Sunday, December 30, 2007

New Research Study Examines 'Brain's Own Marijuana'

A researcher at the Educational institution at Buffalo's Investigating Institute on Addictions (RIA) is investigating the "brain's own marijuana" -- called endocannabinoid -- in the regulating of emphasis, stress-related demeanour and mental state. A five-year, $1.7 trillion assignation from the National Institute of Mental Wellbeing is supporting this work. "It is widely accepted that one of the subject reasons that phratry use and utilisation marijuana detoxification is to relieve inflection," according to Samir Haj-Dahmane, Ph.D., neuroscientist and head expert on the RIA reflexion. "However, because marijuana can be addictive, it cannot be used to sustenance stress-related mood disorders such as psychological condition. An alternative plan of action may be to directly place the 'brain's own marijuana.'" The occurrence of such a plan of action requires a good apprehension of how endocannabinoid moderates stress-related behaviors and how strain and emphasis hormones activate the endocannabinoid grouping. Haj-Dahmane and his co-investigator, Troy Wood, Ph.D., will examine the relationships between nervous strain, stress-related deportment and physiological condition using a aggregation of electrophysiological, pharmacological and neurochemical approaches.

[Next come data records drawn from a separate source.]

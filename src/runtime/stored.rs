//! Type-erased fiber continuations.
//!
//! The runtime stores each fiber's remaining computation as a boxed future
//! whose output has been erased; the typed result travels through the
//! handle's slot instead. Panics are caught per poll so a crashing fiber
//! never takes its carrier thread down.

use crate::types::{FiberId, PanicPayload};
use std::future::Future;
use std::pin::Pin;
use std::task::{Context, Poll};
use tracing::trace;

/// A stored, type-erased fiber continuation.
pub struct StoredFiber {
    future: Pin<Box<dyn Future<Output = ()> + Send>>,
    fiber: FiberId,
    polls: u64,
}

impl StoredFiber {
    /// Wraps a future as the continuation of `fiber`.
    pub fn new<F>(future: F, fiber: FiberId) -> Self
    where
        F: Future<Output = ()> + Send + 'static,
    {
        Self {
            future: Box::pin(future),
            fiber,
            polls: 0,
        }
    }

    /// Returns the owning fiber id.
    #[must_use]
    pub fn fiber(&self) -> FiberId {
        self.fiber
    }

    /// Returns how many times this continuation has been polled.
    #[must_use]
    pub fn polls(&self) -> u64 {
        self.polls
    }

    /// Polls the continuation one step.
    pub fn poll(&mut self, cx: &mut Context<'_>) -> Poll<()> {
        self.polls += 1;
        trace!(fiber = %self.fiber, poll = self.polls, "fiber step");
        self.future.as_mut().poll(cx)
    }
}

impl std::fmt::Debug for StoredFiber {
    fn fmt(&self, f: &mut std::fmt::Formatter<'_>) -> std::fmt::Result {
        f.debug_struct("StoredFiber")
            .field("fiber", &self.fiber)
            .field("polls", &self.polls)
            .finish_non_exhaustive()
    }
}

/// A future adapter that catches panics at each poll.
///
/// Resolves to `Err(payload)` if the inner future panicked, so the carrier
/// thread survives and the panic becomes a `Failure` outcome.
pub(crate) struct CatchUnwind<F> {
    inner: Pin<Box<F>>,
}

impl<F: Future> CatchUnwind<F> {
    pub(crate) fn new(inner: F) -> Self {
        Self {
            inner: Box::pin(inner),
        }
    }
}

impl<F: Future> Future for CatchUnwind<F> {
    type Output = Result<F::Output, PanicPayload>;

    fn poll(mut self: Pin<&mut Self>, cx: &mut Context<'_>) -> Poll<Self::Output> {
        let inner = self.inner.as_mut();
        match std::panic::catch_unwind(std::panic::AssertUnwindSafe(|| inner.poll(cx))) {
            Ok(Poll::Pending) => Poll::Pending,
            Ok(Poll::Ready(value)) => Poll::Ready(Ok(value)),
            Err(payload) => Poll::Ready(Err(PanicPayload::from_any(&payload))),
        }
    }
}
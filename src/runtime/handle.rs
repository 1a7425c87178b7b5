//! Fiber handles.
//!
//! A `FiberHandle<T>` is the observer side of a fiber: it can await the
//! outcome, request interruption, or read the outcome without waiting. The
//! handle does not own the fiber: dropping it detaches nothing and stops
//! nothing.

use crate::error::Error;
use crate::runtime::shared::Shared;
use crate::types::{FiberId, InterruptCause, Outcome};
use parking_lot::Mutex;
use std::future::Future;
use std::pin::Pin;
use std::sync::Arc;
use std::task::{Context, Poll};

/// A handle to a forked fiber.
///
/// The typed outcome is written into a shared slot when the fiber completes
/// naturally; interruption and failure outcomes are reconstructed from the
/// fiber record. Reading the outcome is idempotent: every call after `Done`
/// returns the identical stored value.
pub struct FiberHandle<T> {
    fiber: FiberId,
    slot: Arc<Mutex<Option<Outcome<T>>>>,
    shared: Arc<Shared>,
}

impl<T> FiberHandle<T> {
    pub(crate) fn new(
        fiber: FiberId,
        slot: Arc<Mutex<Option<Outcome<T>>>>,
        shared: Arc<Shared>,
    ) -> Self {
        Self {
            fiber,
            slot,
            shared,
        }
    }

    /// Returns the fiber id.
    #[must_use]
    pub fn id(&self) -> FiberId {
        self.fiber
    }

    /// Returns true if the fiber has reached `Done`.
    #[must_use]
    pub fn is_finished(&self) -> bool {
        self.shared
            .state
            .lock()
            .fiber(self.fiber)
            .is_none_or(|f| f.is_terminal())
    }

    /// Requests interruption without waiting for it to take effect.
    ///
    /// Never blocks; idempotent. A suspended fiber is woken to unwind, a
    /// running one observes the flag at its next checkpoint, a `Done` one is
    /// left alone.
    pub fn request_interrupt(&self) {
        self.shared
            .interrupt_fiber(self.fiber, InterruptCause::explicit("handle interrupt"));
    }
}

impl<T: Clone> FiberHandle<T> {
    /// Waits for the fiber's outcome.
    ///
    /// Resolves immediately if the fiber is already `Done`, and can be
    /// awaited repeatedly; every await returns the same stored outcome.
    pub fn join(&self) -> Join<'_, T> {
        Join { handle: self }
    }

    /// Requests interruption and waits for the fiber to finish unwinding.
    ///
    /// The returned outcome is `Interrupted` unless the fiber won the race
    /// and completed naturally first. Resolution waits for the target's own
    /// finalizers to have fully run.
    pub fn interrupt(&self) -> Interrupt<'_, T> {
        Interrupt {
            handle: self,
            requested: false,
        }
    }

    /// Reads the outcome without waiting.
    ///
    /// Returns `None` while the fiber is still running.
    #[must_use]
    pub fn poll_outcome(&self) -> Option<Outcome<T>> {
        let terminal = {
            let state = self.shared.state.lock();
            state.fiber(self.fiber).map(|f| f.is_terminal())
        };
        match terminal {
            Some(false) => None,
            _ => Some(self.stored_outcome()),
        }
    }

    /// Reconstructs the typed outcome once the fiber is `Done`.
    ///
    /// Natural completions live in the slot; interruption and failure come
    /// from the record. Must only be called once the fiber is terminal.
    fn stored_outcome(&self) -> Outcome<T> {
        if let Some(outcome) = self.slot.lock().clone() {
            return outcome;
        }
        let state = self.shared.state.lock();
        match state.fiber(self.fiber).and_then(|f| f.outcome().cloned()) {
            Some(Outcome::Interrupted(cause)) => Outcome::Interrupted(cause),
            Some(Outcome::Failure(error)) => Outcome::Failure(error),
            Some(Outcome::Success(())) => {
                Outcome::Failure(Error::Internal("fiber succeeded without a result"))
            }
            None => Outcome::Failure(Error::NoSuchFiber(self.fiber)),
        }
    }
}

impl<T> Clone for FiberHandle<T> {
    fn clone(&self) -> Self {
        Self {
            fiber: self.fiber,
            slot: self.slot.clone(),
            shared: self.shared.clone(),
        }
    }
}

impl<T> std::fmt::Debug for FiberHandle<T> {
    fn fmt(&self, f: &mut std::fmt::Formatter<'_>) -> std::fmt::Result {
        f.debug_struct("FiberHandle")
            .field("fiber", &self.fiber)
            .finish_non_exhaustive()
    }
}

/// Future returned by [`FiberHandle::join`].
pub struct Join<'a, T> {
    handle: &'a FiberHandle<T>,
}

impl<T: Clone> Future for Join<'_, T> {
    type Output = Outcome<T>;

    fn poll(self: Pin<&mut Self>, cx: &mut Context<'_>) -> Poll<Self::Output> {
        let handle = self.handle;
        {
            let mut state = handle.shared.state.lock();
            match state.fiber_mut(handle.fiber) {
                Some(record) if !record.is_terminal() => {
                    record.add_observer(cx.waker());
                    return Poll::Pending;
                }
                _ => {}
            }
        }
        Poll::Ready(handle.stored_outcome())
    }
}

/// Future returned by [`FiberHandle::interrupt`].
pub struct Interrupt<'a, T> {
    handle: &'a FiberHandle<T>,
    requested: bool,
}

impl<T: Clone> Future for Interrupt<'_, T> {
    type Output = Outcome<T>;

    fn poll(mut self: Pin<&mut Self>, cx: &mut Context<'_>) -> Poll<Self::Output> {
        if !self.requested {
            self.requested = true;
            self.handle.request_interrupt();
        }
        Pin::new(&mut Join {
            handle: self.handle,
        })
        .poll(cx)
    }
}
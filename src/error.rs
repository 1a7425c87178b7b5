//! Error types.
//!
//! Errors are explicit and typed. A fiber's own failure never escapes its
//! outcome: nothing here is fatal to the process, and panics inside fiber
//! bodies are caught at the poll boundary and folded into `Failure` outcomes.

use crate::types::{FiberId, InterruptCause, PanicPayload, ScopeId};
use thiserror::Error;

/// Convenience result alias for fallible runtime operations.
pub type Result<T> = std::result::Result<T, Error>;

/// The error taxonomy of the runtime.
#[derive(Debug, Clone, Error)]
#[non_exhaustive]
pub enum Error {
    /// The fiber was interrupted before natural completion.
    #[error("interrupted ({0})")]
    Interrupted(InterruptCause),

    /// An operation targeted a scope that has already begun closing.
    #[error("scope is already closed")]
    ScopeClosed,

    /// One or more finalizers failed while a scope closed.
    ///
    /// Closure still runs every remaining finalizer; the failures are
    /// collected here as a single composite cause.
    #[error("{} finalizer(s) failed during scope close", .0.len())]
    FinalizerFailure(Vec<Error>),

    /// The fiber body panicked.
    #[error("{0}")]
    Panicked(PanicPayload),

    /// An operation referenced a fiber unknown to this runtime.
    #[error("no such fiber: {0}")]
    NoSuchFiber(FiberId),

    /// An operation referenced a scope unknown to this runtime.
    #[error("no such scope: {0}")]
    NoSuchScope(ScopeId),

    /// The runtime is shutting down and no longer accepts work.
    #[error("runtime is shut down")]
    Shutdown,

    /// A user-supplied failure cause.
    #[error("{0}")]
    Message(&'static str),

    /// Runtime bookkeeping was inconsistent; indicates a bug in the runtime.
    #[error("internal error: {0}")]
    Internal(&'static str),
}

impl Error {
    /// Creates a failure from a caught panic payload.
    #[must_use]
    pub fn panicked(payload: PanicPayload) -> Self {
        Self::Panicked(payload)
    }

    /// Aggregates finalizer failures into a single composite error.
    ///
    /// Returns `None` when the list is empty (nothing failed).
    #[must_use]
    pub fn aggregate_finalizer_failures(errors: Vec<Error>) -> Option<Self> {
        if errors.is_empty() {
            None
        } else {
            Some(Self::FinalizerFailure(errors))
        }
    }

    /// Returns true if this error records an interruption.
    #[must_use]
    pub const fn is_interrupted(&self) -> bool {
        matches!(self, Self::Interrupted(_))
    }
}

#[cfg(test)]
mod tests {
    use super::*;

    #[test]
    fn display_formats() {
        let err = Error::Interrupted(InterruptCause::shutdown());
        assert_eq!(err.to_string(), "interrupted (shutdown)");
        assert_eq!(Error::ScopeClosed.to_string(), "scope is already closed");
        assert_eq!(
            Error::Panicked(PanicPayload::new("boom")).to_string(),
            "panic: boom"
        );
    }

    #[test]
    fn aggregate_is_none_for_empty_list() {
        assert!(Error::aggregate_finalizer_failures(Vec::new()).is_none());

        let composite =
            Error::aggregate_finalizer_failures(vec![Error::Message("a"), Error::Message("b")])
                .expect("two failures should aggregate");
        assert_eq!(
            composite.to_string(),
            "2 finalizer(s) failed during scope close"
        );
        match composite {
            Error::FinalizerFailure(errors) => assert_eq!(errors.len(), 2),
            other => panic!("expected FinalizerFailure, got {other:?}"),
        }
    }

    #[test]
    fn is_interrupted_predicate() {
        assert!(Error::Interrupted(InterruptCause::default()).is_interrupted());
        assert!(!Error::ScopeClosed.is_interrupted());
    }
}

They believe this knowledge domain also may lay the unmentionable for superordinate pharmacotherapy for stress-related mood disorders. Wood is an subsidiary professor in the Territorial division of Social relation in UB's Educational institution of Arts and Sciences. The Investigation Institute on Addictions has been a feature in the drawing of addictions since 1970 and a investigation sweet of the Educational institution at Buffalo since 1999. The Establishment at Metropolis is a PM research-intensive populace educational institution, the largest and most comprehensive campus in the Attribute Educational institution of New York. UB's more than 27,000 students pursue their academic interests through more than 300 undergraduate, measuring instrument and grownup index programs.